-- RECORD EXCERPTS follows --

//! monitor-napd - Per-monitor idle dimming daemon.
//!
//! Watches cursor and foreground-window activity per display and dims idle
//! monitors over DDC/CI hardware brightness and a software overlay, restoring
//! them the moment activity returns.

use monitor_napd::activity::ActivitySource;
use monitor_napd::channel::{self, DdcChannel, SharedChannel};
use monitor_napd::config::{Config, MonitorConfig};
use monitor_napd::controller::MonitorController;
use monitor_napd::geometry::GeometryProvider;
use monitor_napd::overlay::NullOverlay;
use monitor_napd::platform::X11Backend;
use monitor_napd::set::ControllerSet;

use anyhow::{Context, Result};
use clap::Parser;
use std::env;
use std::path::PathBuf;
use std::sync::Arc;
use std::time::{Duration, Instant};
use tokio::signal::unix::{SignalKind, signal};
use tracing::{debug, error, info};
use tracing_subscriber::EnvFilter;

/// Seconds between activity polls.
const POLL_INTERVAL: Duration = Duration::from_secs(1);

/// Seconds between display geometry refreshes.
const GEOMETRY_INTERVAL: Duration = Duration::from_secs(3);

/// Identify flash length and opacity.
const IDENTIFY_DURATION: Duration = Duration::from_secs(2);
const IDENTIFY_OPACITY: f64 = 0.6;

/// Idle dimming daemon for multi-monitor X11 desktops.
///
/// Dims each monitor independently after inactivity, over DDC/CI hardware
/// brightness and a software overlay.
#[derive(Parser, Debug)]
#[command(name = "monitor-napd")]
#[command(author, version, about, long_about = None)]
struct Args {
    /// Path to config file.
    #[arg(short, long)]
    config: Option<PathBuf>,

    /// Log level (trace, debug, info, warn, error).
    #[arg(long, default_value = "info")]
    log_level: String,

    /// List detected displays and DDC/CI endpoints, then exit.
    #[arg(long)]
    list: bool,

    /// Flash each monitor's overlay at startup to identify ordinals.
    #[arg(long)]
    identify: bool,

    /// Start with dimming disabled until toggled back on.
    #[arg(long)]
    awake: bool,
}

#[tokio::main(flavor = "current_thread")]
async fn main() -> Result<()> {
    let args = Args::parse();

    init_logging(&args.log_level)?;

    info!("monitor-napd v{} starting", env!("CARGO_PKG_VERSION"));

    if env::var("DISPLAY").is_err() {
        error!("DISPLAY is not set; an X11 session is required.");
        error!("If running as a systemd user service, import the session environment:");
        error!("  dbus-update-activation-environment --systemd DISPLAY");
        anyhow::bail!("X11 environment not available");
    }

    let config =
        Config::load_or_default(args.config.as_deref()).context("Failed to load configuration")?;

    let backend = Arc::new(X11Backend::connect().context("Failed to connect to X11")?);
    let channel = channel::shared(DdcChannel::probe());

    if args.list {
        list_displays(&*backend, &channel);
        return Ok(());
    }

    let set = build_set(&config, &backend, &channel);
    run_daemon(set, &args).await
}

/// Initialize logging with the specified level.
fn init_logging(level: &str) -> Result<()> {
    tracing_subscriber::fmt()
        .with_env_filter(log_filter(level)?)
        .with_target(false)
        .with_thread_ids(false)
        .init();

    Ok(())
}

/// Filter scoped to this crate at `level`; a mistyped level is an error,
/// not a silent downgrade.
fn log_filter(level: &str) -> Result<EnvFilter> {
    EnvFilter::try_new(format!("monitor_napd={level}"))
        .with_context(|| format!("Invalid log level: {level}"))
}

/// Print the display and DDC/CI enumerations side by side so the user can
/// work out index remappings for the config file.
fn list_displays(geometry: &dyn GeometryProvider, channel: &SharedChannel) {
    let displays = geometry.list_displays();
    println!("Displays ({}):", displays.len());
    for (index, rect) in displays.iter().enumerate() {
        println!(
            "  display {index}: {}x{} at ({}, {})",
            rect.width, rect.height, rect.x, rect.y
        );
    }

    let mut channel = channel::lock(channel);
    println!("DDC/CI endpoints ({}):", channel.len());
    for index in 0..channel.len() {
        match channel.read_luminance(index) {
            Ok(value) => println!("  hardware {index}: luminance {value}"),
            Err(e) => println!("  hardware {index}: {e}"),
        }
    }
}

/// Build one controller per configured monitor; with no monitors
/// configured, auto-populate one per detected display.
fn build_set(config: &Config, backend: &Arc<X11Backend>, channel: &SharedChannel) -> ControllerSet {
    let now = Instant::now();
    let monitors: Vec<MonitorConfig> = if config.monitors.is_empty() {
        let count = backend.list_displays().len();
        info!("No monitors configured, auto-populating {} display(s)", count);
        (0..count).map(MonitorConfig::for_display).collect()
    } else {
        config.monitors.clone()
    };

    let controllers = monitors
        .into_iter()
        .map(|cfg| {
            MonitorController::new(
                cfg,
                channel.clone(),
                Box::new(NullOverlay::default()),
                backend.clone() as Arc<dyn GeometryProvider + Send + Sync>,
                backend.clone() as Arc<dyn ActivitySource + Send + Sync>,
                now,
            )
        })
        .collect();
    ControllerSet::new(controllers, config.global.clone())
}

/// Run the daemon loop: 1 Hz activity polls, periodic geometry refresh, and
/// fade steps scheduled at their exact deadlines.
async fn run_daemon(mut set: ControllerSet, args: &Args) -> Result<()> {
    let now = Instant::now();
    if args.awake {
        set.set_awake_mode(true, now);
    }
    if args.identify {
        set.identify_all(IDENTIFY_DURATION, IDENTIFY_OPACITY, now);
    }

    let mut poll_timer = tokio::time::interval(POLL_INTERVAL);
    poll_timer.set_missed_tick_behavior(tokio::time::MissedTickBehavior::Delay);
    let mut geometry_timer = tokio::time::interval(GEOMETRY_INTERVAL);
    geometry_timer.set_missed_tick_behavior(tokio::time::MissedTickBehavior::Delay);

    let shutdown = shutdown_signal();
    tokio::pin!(shutdown);

    info!("Daemon started, watching {} monitor(s)", set.len());

    loop {
        let deadline = set.next_deadline();
        tokio::select! {
            _ = poll_timer.tick() => {
                set.tick_all(Instant::now());
            }
            _ = geometry_timer.tick() => {
                set.refresh_geometries();
            }
            () = fade_step(deadline) => {
                set.advance_all(Instant::now());
            }
            result = &mut shutdown => {
                result?;
                break;
            }
        }
    }

    set.shutdown(Instant::now());
    Ok(())
}

/// Sleep until the next fade deadline, or forever when no fade is pending.
async fn fade_step(deadline: Option<Instant>) {
    match deadline {
        Some(at) => tokio::time::sleep_until(tokio::time::Instant::from_std(at)).await,
        None => std::future::pending().await,
    }
}

/// Resolve on SIGINT or SIGTERM.
async fn shutdown_signal() -> Result<()> {
    let mut sigterm = signal(SignalKind::terminate()).context("Failed to install SIGTERM handler")?;
    tokio::select! {
        result = tokio::signal::ctrl_c() => {
            result.context("Failed to listen for ctrl-c")?;
            debug!("Received SIGINT");
        }
        _ = sigterm.recv() => {
            debug!("Received SIGTERM");
        }
    }
    Ok(())
}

-- RECORD EXCERPTS concluded --

State how many lines of the entries above include the string "MonitorController". The reply is that number alone.

• **WRITTEN SOLUTION**:
2